──────── EXERCISE DATA ────────

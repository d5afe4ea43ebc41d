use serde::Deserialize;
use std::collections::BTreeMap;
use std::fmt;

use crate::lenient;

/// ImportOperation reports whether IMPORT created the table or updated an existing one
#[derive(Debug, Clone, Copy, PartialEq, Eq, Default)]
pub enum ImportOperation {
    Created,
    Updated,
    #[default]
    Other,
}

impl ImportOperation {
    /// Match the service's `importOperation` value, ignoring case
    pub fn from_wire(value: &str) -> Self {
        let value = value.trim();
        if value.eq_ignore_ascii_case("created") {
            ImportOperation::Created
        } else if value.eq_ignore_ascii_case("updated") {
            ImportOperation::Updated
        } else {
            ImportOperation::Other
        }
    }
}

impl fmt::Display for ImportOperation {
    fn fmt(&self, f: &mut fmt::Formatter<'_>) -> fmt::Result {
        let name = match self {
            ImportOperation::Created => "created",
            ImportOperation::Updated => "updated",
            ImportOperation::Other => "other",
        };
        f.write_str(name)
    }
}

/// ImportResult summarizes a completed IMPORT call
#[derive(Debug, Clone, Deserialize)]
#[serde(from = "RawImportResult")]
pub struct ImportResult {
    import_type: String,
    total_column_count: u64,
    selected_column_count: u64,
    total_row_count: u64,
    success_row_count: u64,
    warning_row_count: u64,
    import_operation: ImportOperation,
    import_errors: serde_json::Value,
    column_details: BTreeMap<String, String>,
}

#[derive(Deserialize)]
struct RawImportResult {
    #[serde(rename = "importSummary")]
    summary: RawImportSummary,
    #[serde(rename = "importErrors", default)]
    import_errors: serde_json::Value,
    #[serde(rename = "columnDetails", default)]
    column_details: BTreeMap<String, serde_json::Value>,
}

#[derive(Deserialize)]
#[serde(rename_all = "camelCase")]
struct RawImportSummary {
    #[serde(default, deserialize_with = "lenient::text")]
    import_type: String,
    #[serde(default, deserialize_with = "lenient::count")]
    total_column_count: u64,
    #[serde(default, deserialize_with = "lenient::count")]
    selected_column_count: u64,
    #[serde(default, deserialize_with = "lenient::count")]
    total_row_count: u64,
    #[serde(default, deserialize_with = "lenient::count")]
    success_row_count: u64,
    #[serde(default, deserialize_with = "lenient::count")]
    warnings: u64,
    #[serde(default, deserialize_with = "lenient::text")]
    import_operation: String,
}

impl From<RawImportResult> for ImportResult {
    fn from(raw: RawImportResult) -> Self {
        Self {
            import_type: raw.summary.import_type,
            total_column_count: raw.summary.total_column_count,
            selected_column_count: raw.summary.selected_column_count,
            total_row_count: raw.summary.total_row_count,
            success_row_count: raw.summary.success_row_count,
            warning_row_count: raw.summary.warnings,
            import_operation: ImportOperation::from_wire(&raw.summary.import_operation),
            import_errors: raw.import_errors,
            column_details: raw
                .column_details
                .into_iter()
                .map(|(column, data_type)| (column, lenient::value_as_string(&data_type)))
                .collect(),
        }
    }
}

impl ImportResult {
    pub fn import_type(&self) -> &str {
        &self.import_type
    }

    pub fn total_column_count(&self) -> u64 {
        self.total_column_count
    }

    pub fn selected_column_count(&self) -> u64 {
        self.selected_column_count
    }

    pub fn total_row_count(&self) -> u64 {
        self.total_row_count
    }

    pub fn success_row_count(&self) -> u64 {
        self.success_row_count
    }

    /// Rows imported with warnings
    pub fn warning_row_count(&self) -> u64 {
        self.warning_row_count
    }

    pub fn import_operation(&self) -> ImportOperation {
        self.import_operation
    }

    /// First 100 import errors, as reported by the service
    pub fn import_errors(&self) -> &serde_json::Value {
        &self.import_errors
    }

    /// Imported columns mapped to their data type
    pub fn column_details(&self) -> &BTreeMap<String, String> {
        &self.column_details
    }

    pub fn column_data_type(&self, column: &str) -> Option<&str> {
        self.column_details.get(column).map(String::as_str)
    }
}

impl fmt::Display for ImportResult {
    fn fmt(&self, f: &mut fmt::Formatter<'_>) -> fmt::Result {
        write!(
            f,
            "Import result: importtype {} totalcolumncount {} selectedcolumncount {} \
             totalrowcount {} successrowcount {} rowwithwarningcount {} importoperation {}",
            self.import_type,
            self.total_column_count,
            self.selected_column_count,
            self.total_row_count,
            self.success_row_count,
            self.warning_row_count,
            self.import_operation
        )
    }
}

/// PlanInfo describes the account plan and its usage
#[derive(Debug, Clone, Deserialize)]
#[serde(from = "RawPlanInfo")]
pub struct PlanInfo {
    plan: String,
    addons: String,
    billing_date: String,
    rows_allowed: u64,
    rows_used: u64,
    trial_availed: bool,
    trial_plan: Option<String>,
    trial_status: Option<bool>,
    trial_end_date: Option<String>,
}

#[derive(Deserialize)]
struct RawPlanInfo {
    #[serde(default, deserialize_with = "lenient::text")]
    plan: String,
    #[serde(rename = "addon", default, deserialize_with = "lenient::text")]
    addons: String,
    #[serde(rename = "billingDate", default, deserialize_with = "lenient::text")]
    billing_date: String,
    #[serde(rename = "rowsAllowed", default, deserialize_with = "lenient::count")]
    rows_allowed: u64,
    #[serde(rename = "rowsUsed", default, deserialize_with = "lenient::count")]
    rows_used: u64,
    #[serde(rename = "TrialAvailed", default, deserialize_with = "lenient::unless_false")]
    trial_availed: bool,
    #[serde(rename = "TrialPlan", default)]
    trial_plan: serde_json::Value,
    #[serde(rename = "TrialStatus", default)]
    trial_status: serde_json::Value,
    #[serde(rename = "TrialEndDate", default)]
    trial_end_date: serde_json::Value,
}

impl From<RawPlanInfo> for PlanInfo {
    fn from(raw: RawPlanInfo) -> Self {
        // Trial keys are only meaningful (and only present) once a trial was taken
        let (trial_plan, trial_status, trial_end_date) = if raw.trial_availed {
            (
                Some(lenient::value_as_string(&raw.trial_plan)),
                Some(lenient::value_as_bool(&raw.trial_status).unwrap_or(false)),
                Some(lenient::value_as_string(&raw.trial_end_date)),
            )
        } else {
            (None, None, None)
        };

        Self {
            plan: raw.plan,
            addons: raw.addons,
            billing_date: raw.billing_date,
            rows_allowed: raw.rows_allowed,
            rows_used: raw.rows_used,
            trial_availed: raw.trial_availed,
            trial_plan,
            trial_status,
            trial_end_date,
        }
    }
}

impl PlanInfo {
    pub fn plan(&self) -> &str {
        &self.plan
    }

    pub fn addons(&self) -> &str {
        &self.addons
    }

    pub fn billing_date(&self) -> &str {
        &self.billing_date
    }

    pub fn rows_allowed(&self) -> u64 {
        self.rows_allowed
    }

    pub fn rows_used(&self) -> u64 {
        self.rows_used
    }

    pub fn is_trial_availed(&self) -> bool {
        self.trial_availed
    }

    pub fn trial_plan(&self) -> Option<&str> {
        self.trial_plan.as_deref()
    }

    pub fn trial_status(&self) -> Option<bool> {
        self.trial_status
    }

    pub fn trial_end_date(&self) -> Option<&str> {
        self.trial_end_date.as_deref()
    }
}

────────
──────── EXERCISE DATA ────────

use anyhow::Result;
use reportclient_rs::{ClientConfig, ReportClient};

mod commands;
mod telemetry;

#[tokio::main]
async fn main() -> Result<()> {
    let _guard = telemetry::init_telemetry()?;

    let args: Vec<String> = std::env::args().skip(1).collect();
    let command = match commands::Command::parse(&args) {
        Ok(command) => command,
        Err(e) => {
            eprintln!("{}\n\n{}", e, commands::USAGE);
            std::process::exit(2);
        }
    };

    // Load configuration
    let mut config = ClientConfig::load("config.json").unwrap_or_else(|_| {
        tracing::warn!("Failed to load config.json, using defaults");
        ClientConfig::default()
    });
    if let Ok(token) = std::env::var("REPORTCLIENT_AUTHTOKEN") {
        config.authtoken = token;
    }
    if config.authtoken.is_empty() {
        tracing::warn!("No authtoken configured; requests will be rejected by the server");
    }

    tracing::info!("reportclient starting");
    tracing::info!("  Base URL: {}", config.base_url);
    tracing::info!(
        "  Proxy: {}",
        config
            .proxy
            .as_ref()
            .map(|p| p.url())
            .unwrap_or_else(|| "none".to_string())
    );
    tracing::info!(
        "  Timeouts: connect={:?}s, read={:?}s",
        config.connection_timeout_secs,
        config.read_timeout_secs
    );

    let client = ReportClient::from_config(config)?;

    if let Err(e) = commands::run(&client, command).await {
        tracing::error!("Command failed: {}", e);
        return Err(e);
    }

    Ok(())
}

────────

TASK DIRECTIONS
Output only the number of lines in the data above that include the word "RawPlanInfo".

TASK OUTPUT
4